His own columns in British newspapers like the Daily Telegraph during those days, thrived on that almost supernatural image and a carefully built post-retirement persona which refused to fade away. In those write ups he frequently attributed his cricket victories to religion and ‘spiritualism’ and made it clear that his approach and work ethos could also be fruitful if employed in other walks of life, such was the relentless barrage of sermonising the world had to endure. The world bought this half-baked and open-ended pep-talk as the manifesto to success in completely unrelated fields such as philanthropy and politics. The rest, as they say, is history.
Quite ironically and, in some people’s opinion, quite hypocritically, Imran never flinched when he criticised former cricketers for milking their cricketing careers even after retirement. His abhorrence for such a leech-like approach was quietly admired and, unsurprisingly, never got challenged publicly, again, due to his aura. But in reality another field of activity had been carved out for him; being a TV analyst looked too small in comparison.

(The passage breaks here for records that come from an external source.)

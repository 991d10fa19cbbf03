/// Filesystem adapters for presenting the job summary
mod job_summary_writer;
mod stdout_presenter;

pub use job_summary_writer::JobSummaryWriter;
pub use stdout_presenter::StdoutPresenter;
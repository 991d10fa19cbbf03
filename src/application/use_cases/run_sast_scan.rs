use crate::application::dto::{PollSettings, ScanRequest};
use crate::ports::outbound::{
    ProgressReporter, SastScanService, SecurityManagementService, SourcePackager, StepStatus,
};
use crate::scan_pipeline::domain::VersionId;
use crate::scan_pipeline::policies::TerminalVocabulary;
use crate::scan_pipeline::services::Poller;
use crate::shared::error::PipelineError;
use crate::shared::Result;
use anyhow::Context;

const PACKAGE_FILE: &str = "package.zip";
const RESULT_FILE: &str = "scan.fpr";

/// Identifiers produced by a completed scan
#[derive(Debug, Clone, PartialEq, Eq)]
pub struct ScanOutcome {
    pub job_token: String,
    pub artifact_id: u64,
    /// Scan embedded in the processed artifact; findings it introduced carry this id
    pub scan_id: u64,
}

/// RunSastScanUseCase - Packages the sources, runs the remote scan and
/// imports its result into the target version
///
/// Package and result files live in a temporary directory removed when
/// the use case returns.
pub struct RunSastScanUseCase<'a, P, C, S, PR> {
    packager: &'a P,
    scan_service: &'a C,
    security_service: &'a S,
    progress_reporter: &'a PR,
    poll: PollSettings,
}

impl<'a, P, C, S, PR> RunSastScanUseCase<'a, P, C, S, PR>
where
    P: SourcePackager,
    C: SastScanService,
    S: SecurityManagementService,
    PR: ProgressReporter,
{
    pub fn new(
        packager: &'a P,
        scan_service: &'a C,
        security_service: &'a S,
        progress_reporter: &'a PR,
        poll: PollSettings,
    ) -> Self {
        Self {
            packager,
            scan_service,
            security_service,
            progress_reporter,
            poll,
        }
    }

    /// Executes the scan use case
    ///
    /// # Errors
    /// * `PipelineError::RemoteOperationFailed` when the scan, its upload or
    ///   the artifact processing ends in a failure state
    /// * `PipelineError::TimedOut` when a poll exhausts its attempts
    /// * Packaging and transport errors
    pub async fn execute(&self, version: VersionId, request: &ScanRequest) -> Result<ScanOutcome> {
        let work_dir = tempfile::tempdir().context("Failed to create scan working directory")?;
        let package = work_dir.path().join(PACKAGE_FILE);

        self.progress_reporter.report("📦 Packaging sources...");
        self.packager
            .package(&request.build_options, &package)
            .await
            .context("Failed to package sources")?;
        self.progress_reporter
            .report_step("Packaging sources", StepStatus::Success);

        let job_token = self.scan_service.submit_scan(&package).await?;
        self.progress_reporter
            .report(&format!("🚀 Submitted SAST scan, job token {}", job_token));
        tracing::info!(job_token = %job_token, "scan submitted");

        let state = Poller::new(
            "SAST scan execution",
            TerminalVocabulary::SCAN_EXECUTION,
            self.poll.scan_policy(),
        )
        .await_terminal(
            &job_token,
            || self.scan_service.scan_status(&job_token),
            |attempt, status| self.progress_reporter.report_poll(&job_token, status, attempt),
        )
        .await?;

        if let Some((stage, status)) = state.failed_sub_state() {
            return Err(PipelineError::RemoteOperationFailed {
                operation: format!("SAST scan {}", stage),
                job: job_token.clone(),
                status: status.to_string(),
            }
            .into());
        }
        self.progress_reporter
            .report_step("Running SAST scan", StepStatus::Success);

        let result = work_dir.path().join(RESULT_FILE);
        self.scan_service.download_result(&job_token, &result).await?;

        let artifact_id = self.import(version, &result).await?;
        let scan_id = self.await_processing(artifact_id).await?;

        Ok(ScanOutcome {
            job_token,
            artifact_id,
            scan_id,
        })
    }

    async fn import(&self, version: VersionId, result: &std::path::Path) -> Result<u64> {
        let artifact = self
            .security_service
            .upload_artifact(version, result)
            .await
            .context("Failed to upload scan result")?;

        if !artifact.is_accepted_upload() {
            self.progress_reporter
                .report_step("Uploading scan result", StepStatus::Failure);
            return Err(PipelineError::RemoteOperationFailed {
                operation: "Scan result upload".to_string(),
                job: artifact.id.to_string(),
                status: artifact.status,
            }
            .into());
        }
        self.progress_reporter
            .report_step("Uploading scan result", StepStatus::Success);
        Ok(artifact.id)
    }

    /// Waits for the artifact to be processed and returns the scan it produced
    async fn await_processing(&self, artifact_id: u64) -> Result<u64> {
        let job = artifact_id.to_string();
        let artifact = Poller::new(
            "Artifact processing",
            TerminalVocabulary::ARTIFACT_PROCESSING,
            self.poll.artifact_policy(),
        )
        .await_terminal(
            &job,
            || self.security_service.get_artifact(artifact_id),
            |attempt, status| self.progress_reporter.report_poll(&job, status, attempt),
        )
        .await?;
        self.progress_reporter
            .report_step("Processing scan result", StepStatus::Success);

        artifact.scan_id.ok_or_else(|| {
            PipelineError::UnexpectedResponse {
                operation: "artifact processing".to_string(),
                details: format!("artifact {} carries no scan", artifact_id),
            }
            .into()
        })
    }
}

Few people knew at the time that he drew his strength from his admirers and backers in the military establishment who had taken him on as their new ‘apprentice’ to replace the conventional and generally ‘corrupt’ politicians. Perennially disdainful and distrustful of the indigenous corrupt and dishonest politician, a sentiment the military had inherited from its colonial past for supremacist/racist reasons, the idea of an ‘untainted and squeaky clean’ person from another world had considerably warmed up their hopes and expectations.
Instead of frightening the generals into abandoning such an audacious idea altogether for lack of compatibility and indeed its unworkability, it paradoxically attracted them so much that work was started in earnest to forge him into a politician. Perhaps an equivalence can be drawn with some of the disastrous military operations in the past, Operations Gibraltar and Kargil come to mind.

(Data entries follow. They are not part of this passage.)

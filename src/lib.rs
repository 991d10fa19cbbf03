//! scan-orchestrator - CI pipeline driver for a security management service
//!
//! This library provisions an application version on the security management
//! service, runs a remote SAST scan against it, reconciles findings across
//! versions and pull request diffs, tags new findings and enforces a security
//! gate, following hexagonal architecture and Domain-Driven Design principles.
//!
//! # Architecture
//!
//! The library is organized into the following layers:
//!
//! - **Domain Layer** (`scan_pipeline`): Domain model, status vocabularies,
//!   polling and finding reconciliation
//! - **Application Layer** (`application`): Use cases and the pipeline coordinator
//! - **Ports** (`ports`): Interface definitions for infrastructure
//! - **Adapters** (`adapters`): Concrete implementations of ports
//! - **Shared** (`shared`): Common utilities and error types
//!
//! # Example
//!
//! ```no_run
//! use scan_orchestrator::prelude::*;
//!
//! # async fn run() -> Result<()> {
//! // Create adapters
//! let security_service =
//!     CachingSecurityManagementService::new(SscRestClient::new("https://ssc.example.com/ssc", "token")?);
//! let progress_reporter = StderrProgressReporter::new();
//!
//! // Create use case; no scan and no pull request decoration
//! let use_case = RunPipelineUseCase::new(
//!     security_service,
//!     None::<ScanCollaborators<ScanCentralPackager, ScanCentralClient>>,
//!     None::<GitHubClient>,
//!     MarkdownSummaryFormatter::new(),
//!     StdoutPresenter::new(),
//!     progress_reporter,
//! );
//!
//! // Execute
//! let target = VersionRef::new("shop", "main")?;
//! let request = PipelineRequest::new(ProvisionRequest::new(target), "https://ssc.example.com/ssc");
//! let response = use_case.execute(&request).await;
//! std::process::exit(response.exit_code().as_i32());
//! # }
//! ```

pub mod adapters;
pub mod application;
pub mod ports;
pub mod scan_pipeline;
pub mod shared;

/// Prelude module for convenient imports
pub mod prelude {
    pub use crate::adapters::outbound::console::StderrProgressReporter;
    pub use crate::adapters::outbound::filesystem::{JobSummaryWriter, StdoutPresenter};
    pub use crate::adapters::outbound::formatters::MarkdownSummaryFormatter;
    pub use crate::adapters::outbound::network::{
        CachingSecurityManagementService, GitHubClient, ScanCentralClient, SscRestClient,
    };
    pub use crate::adapters::outbound::process::ScanCentralPackager;
    pub use crate::application::dto::{
        GateRequest, PipelineRequest, PipelineResponse, PollSettings, ProvisionRequest,
        ScanRequest, Stage, StageStatus, TagRequest,
    };
    pub use crate::application::read_models::{GateStatus, JobSummary};
    pub use crate::application::use_cases::{RunPipelineUseCase, ScanCollaborators};
    pub use crate::ports::outbound::{
        CodeReviewPlatform, OutputPresenter, ProgressReporter, SastScanService,
        SecurityManagementService, SourcePackager, StepStatus, SummaryFormatter,
    };
    pub use crate::scan_pipeline::domain::{
        AttributeAssignment, FindingHandle, GateAction, GateVerdict, PullRequestContext,
        VersionId, VersionRef,
    };
    pub use crate::scan_pipeline::services::{
        BoundedFanout, DuplicateMatchPolicy, FindingReconciler, GateEvaluator, PollPolicy, Poller,
    };
    pub use crate::shared::error::{ExitCode, PipelineError};
    pub use crate::shared::Result;
}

The irony is not lost on the country when the responsibility to teach him the art and science of politics rested on the shoulders of a few generals. It did not alarm anyone that, as per his own admission, Imran was the same person who preferred to attend political meets hosted by Benazir Bhutto at Oxford because the food served on those occasions attracted him more than the political debate and discourse on offer!
In cricket, he had owed his phenomenal rise to a position of privilege which he and most of his cousins took for granted. Almost straight from Gymkhana cricket, which again was dominated by Zaman Park residents, the tranquil neighbourhood where he grew up, his selection for the national side in 1971 tour of England came as a big surprise even to his accomplished cousins. His team mates and rest of the country deemed it as a clear sign of nepotism practiced by a dominant cricketing elite which made sure brilliance and, in his case, even mediocrity in its close-knit community were capable of national selection. Majid Jahangir Khan, his mentor and a precociously talented older cousin calls Imran ‘an inswing bowler who got lucky’, a euphemism which not only sums up his sporting career but also throws light on his sheltered political journey.

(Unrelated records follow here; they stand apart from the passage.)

#[cfg(test)]
mod tests {
    use super::*;
    use crate::evm::{EvmInput, EvmOutput};
    use crate::ids::NodeId;
    use crate::inputs::{Input, SecpTransferInput, SigIndex};
    use crate::outputs::OutputOwners;
    use crate::tx::Validator;

    const AVAX: Id = Id([0xaa; 32]);
    const TOKEN: Id = Id([0xbb; 32]);
    const CHAIN: Id = Id([2; 32]);
    const OTHER_CHAIN: Id = Id([3; 32]);
    const ME: ShortId = ShortId([1; 20]);
    const ACCOUNT: EthAddress = EthAddress([0x42; 20]);

    fn input(tx: u8, asset_id: Id, amount: u64) -> TransferableInput {
        TransferableInput::new(
            Id([tx; 32]),
            0,
            asset_id,
            Input::SecpTransfer(SecpTransferInput::new(amount, vec![SigIndex::bare(0)])),
        )
    }

    fn output(asset_id: Id, amount: u64) -> TransferableOutput {
        TransferableOutput::new(asset_id, Output::transfer(amount, OutputOwners::single(ME)))
    }

    fn base(outputs: Vec<TransferableOutput>, inputs: Vec<TransferableInput>) -> BaseTx {
        BaseTx::new(12345, CHAIN, outputs, inputs, b"memo".to_vec())
    }

    fn validator() -> Validator {
        Validator {
            node_id: NodeId(ShortId([7; 20])),
            start_time: 1_000,
            end_time: 2_000,
            weight: 5,
        }
    }

    /// One well-formed transaction per variant, each burning 1 AVAX unit
    fn every_variant() -> Vec<UnsignedTx> {
        let import = || ImportTx {
            base: base(vec![output(AVAX, 9)], Vec::new()),
            source_chain: OTHER_CHAIN,
            imported_inputs: vec![input(1, AVAX, 10)],
        };
        let export = || ExportTx {
            base: base(vec![output(AVAX, 4)], vec![input(1, AVAX, 10)]),
            destination_chain: OTHER_CHAIN,
            exported_outputs: vec![output(AVAX, 5)],
        };
        vec![
            UnsignedTx::AvmBase(base(vec![output(AVAX, 9)], vec![input(1, AVAX, 10)])),
            UnsignedTx::AvmImport(import()),
            UnsignedTx::AvmExport(export()),
            UnsignedTx::PvmImport(import()),
            UnsignedTx::PvmExport(export()),
            UnsignedTx::PvmCreateSubnet(CreateSubnetTx {
                base: base(vec![output(AVAX, 9)], vec![input(1, AVAX, 10)]),
                owner: OutputOwners::single(ME),
            }),
            UnsignedTx::PvmAddValidator(AddValidatorTx {
                base: base(vec![output(AVAX, 4)], vec![input(1, AVAX, 10)]),
                validator: validator(),
                stake: vec![output(AVAX, 5)],
                rewards_owner: OutputOwners::single(ME),
                delegation_shares: 20_000,
            }),
            UnsignedTx::PvmAddDelegator(AddDelegatorTx {
                base: base(vec![output(AVAX, 4)], vec![input(1, AVAX, 10)]),
                validator: validator(),
                stake: vec![output(AVAX, 5)],
                rewards_owner: OutputOwners::single(ME),
            }),
            UnsignedTx::EvmImport(EvmImportTx {
                network_id: 12345,
                blockchain_id: CHAIN,
                source_chain: OTHER_CHAIN,
                imported_inputs: vec![input(1, AVAX, 10)],
                outputs: vec![EvmOutput {
                    address: ACCOUNT,
                    amount: 9,
                    asset_id: AVAX,
                }],
            }),
            UnsignedTx::EvmExport(EvmExportTx {
                network_id: 12345,
                blockchain_id: CHAIN,
                destination_chain: OTHER_CHAIN,
                inputs: vec![EvmInput {
                    address: ACCOUNT,
                    amount: 10,
                    asset_id: AVAX,
                    nonce: 0,
                }],
                exported_outputs: vec![output(AVAX, 9)],
            }),
        ]
    }

    fn rejection(tx: &UnsignedTx) -> String {
        match tx.validate(&AVAX, 1) {
            Err(Error::InvalidTransaction(msg)) => msg,
            other => panic!("expected InvalidTransaction, got {:?}", other),
        }
    }

    #[test]
    fn test_every_variant_decodes_back() {
        let txs = every_variant();
        assert_eq!(txs.len(), 10);
        for tx in txs {
            let bytes = tx.to_bytes().unwrap();
            let (decoded, end) = UnsignedTx::from_bytes(tx.codec(), &bytes, 0).unwrap();
            assert_eq!(decoded, tx, "{:?} on {}", tx.kind(), tx.codec());
            assert_eq!(end, bytes.len());
            assert_eq!(decoded.to_bytes().unwrap(), bytes);
            assert_eq!(decoded.network_id(), 12345);
            assert_eq!(decoded.blockchain_id(), CHAIN);
        }
    }

    #[test]
    fn test_decode_at_offset() {
        let tx = every_variant().remove(6);
        let mut bytes = vec![0xff; 3];
        bytes.extend(tx.to_bytes().unwrap());
        bytes.push(0xee);

        let (decoded, end) = UnsignedTx::from_bytes(Codec::Pvm, &bytes, 3).unwrap();
        assert_eq!(decoded, tx);
        assert_eq!(end, bytes.len() - 1);
    }

    #[test]
    fn test_decode_rejects_foreign_codec() {
        let tx = every_variant().remove(0);
        let bytes = tx.to_bytes().unwrap();
        assert!(matches!(
            UnsignedTx::from_bytes(Codec::Pvm, &bytes, 0),
            Err(Error::UnknownTypeId(_))
        ));
    }

    #[test]
    fn test_every_variant_validates() {
        for tx in every_variant() {
            tx.validate(&AVAX, 1).unwrap();
            assert_eq!(tx.burned(&AVAX).unwrap(), 1);
        }
    }

    #[test]
    fn test_memo_limit() {
        let mut tx = base(vec![output(AVAX, 9)], vec![input(1, AVAX, 10)]);
        tx.memo = vec![0; MAX_MEMO_LEN];
        UnsignedTx::AvmBase(tx.clone()).validate(&AVAX, 1).unwrap();

        tx.memo.push(0);
        assert_eq!(rejection(&UnsignedTx::AvmBase(tx)), "memo is 257 bytes, limit 256");
    }

    #[test]
    fn test_unsorted_or_duplicate_inputs() {
        let unsorted = base(
            vec![output(AVAX, 19)],
            vec![input(2, AVAX, 10), input(1, AVAX, 10)],
        );
        assert_eq!(
            rejection(&UnsignedTx::AvmBase(unsorted)),
            "inputs are not sorted and unique"
        );

        let duplicate = base(
            vec![output(AVAX, 19)],
            vec![input(1, AVAX, 10), input(1, AVAX, 10)],
        );
        assert_eq!(
            rejection(&UnsignedTx::AvmBase(duplicate)),
            "inputs are not sorted and unique"
        );

        let mut import = every_variant().remove(3);
        if let UnsignedTx::PvmImport(tx) = &mut import {
            tx.imported_inputs = vec![input(4, AVAX, 5), input(3, AVAX, 5)];
        }
        assert_eq!(rejection(&import), "imported inputs are not sorted and unique");
    }

    #[test]
    fn test_unsorted_evm_outputs() {
        let mut tx = every_variant().remove(8);
        if let UnsignedTx::EvmImport(import) = &mut tx {
            import.outputs = vec![
                EvmOutput {
                    address: EthAddress([0x50; 20]),
                    amount: 4,
                    asset_id: AVAX,
                },
                EvmOutput {
                    address: ACCOUNT,
                    amount: 5,
                    asset_id: AVAX,
                },
            ];
        }
        assert_eq!(rejection(&tx), "EVM outputs are not sorted and unique");
    }

    #[test]
    fn test_zero_value_output() {
        let tx = UnsignedTx::AvmExport(ExportTx {
            base: base(vec![output(AVAX, 9)], vec![input(1, AVAX, 10)]),
            destination_chain: OTHER_CHAIN,
            exported_outputs: vec![output(TOKEN, 0)],
        });
        assert_eq!(rejection(&tx), format!("zero-value output of asset {}", TOKEN));
    }

    #[test]
    fn test_value_conservation() {
        let minted = UnsignedTx::AvmBase(base(vec![output(AVAX, 11)], vec![input(1, AVAX, 10)]));
        assert_eq!(
            rejection(&minted),
            format!("asset {} produces 11 but consumes only 10", AVAX)
        );

        let mut from_nothing = UnsignedTx::AvmBase(base(
            vec![output(AVAX, 9), output(TOKEN, 1)],
            vec![input(1, AVAX, 10)],
        ));
        from_nothing.sort().unwrap();
        assert_eq!(
            rejection(&from_nothing),
            format!("asset {} produces 1 but consumes only 0", TOKEN)
        );

        let no_fee = UnsignedTx::AvmBase(base(vec![output(AVAX, 10)], vec![input(1, AVAX, 10)]));
        assert_eq!(rejection(&no_fee), "burns 0 but the fee is 1");

        let mut stake = every_variant().remove(6);
        if let UnsignedTx::PvmAddValidator(tx) = &mut stake {
            tx.stake = vec![output(AVAX, 6)];
        }
        assert_eq!(rejection(&stake), "burns 0 but the fee is 1");
    }

    #[test]
    fn test_goose_egg_burn() {
        let tx = UnsignedTx::AvmBase(base(vec![output(AVAX, 1)], vec![input(1, AVAX, 1_000)]));
        assert!(tx.validate(&AVAX, 1).is_err());
        tx.validate(&AVAX, 999).unwrap();
    }
}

Aftab Gul, a team member on the 1971 tour and now a senior lawyer, once told me over a cup of tea how Imran used to be the butt of their jokes on the tour for being dispensable or ‘sifarshi’, and how he used to lampoon his legendary appetite for food and milk. His subsequent exposure to Oxford and the county circuit, however, made sure he had learnt the art of war on the sports ground well enough to command a place in the national team.
A comparison between Imran Khan and Air Marshal Asghar Khan would not misplaced in terms of their lack of suitability for Pakistani politics, the former for imprudently and adamantly invoking sporting jargons while running a country and the latter for being tediously inflexible and for needlessly introducing the military stiffness into the chaotic and febrile life of a common man. It is quite ironical and would make an interesting case study that the generals who were either directly trained by British officers during colonial times or those in turn trained by the former understood abundant logic in refraining from imposing military work ethic of a garrison on civilian life. However, the patience was wearing thin and could not last forever, it seems.
In an era where hearts and minds are influenced and won by manufacturing narratives to remain relevant for different political forces even when chips are down, for how long can a society survive in the face of competing forces fiercely pulling in opposite directions? Just like he was undeservedly given a head-start in cricket, Imran from his prison cell must be thinking “Like sports, I can do it in politics even if I didn’t deserve it in 2018.” The question we must be asking ourselves is: are cricket and politics similar and can skills developed in one be successfully utilised in the other, and is Pakistani politics a perpetual playground of hubristic novices be they civilian or military?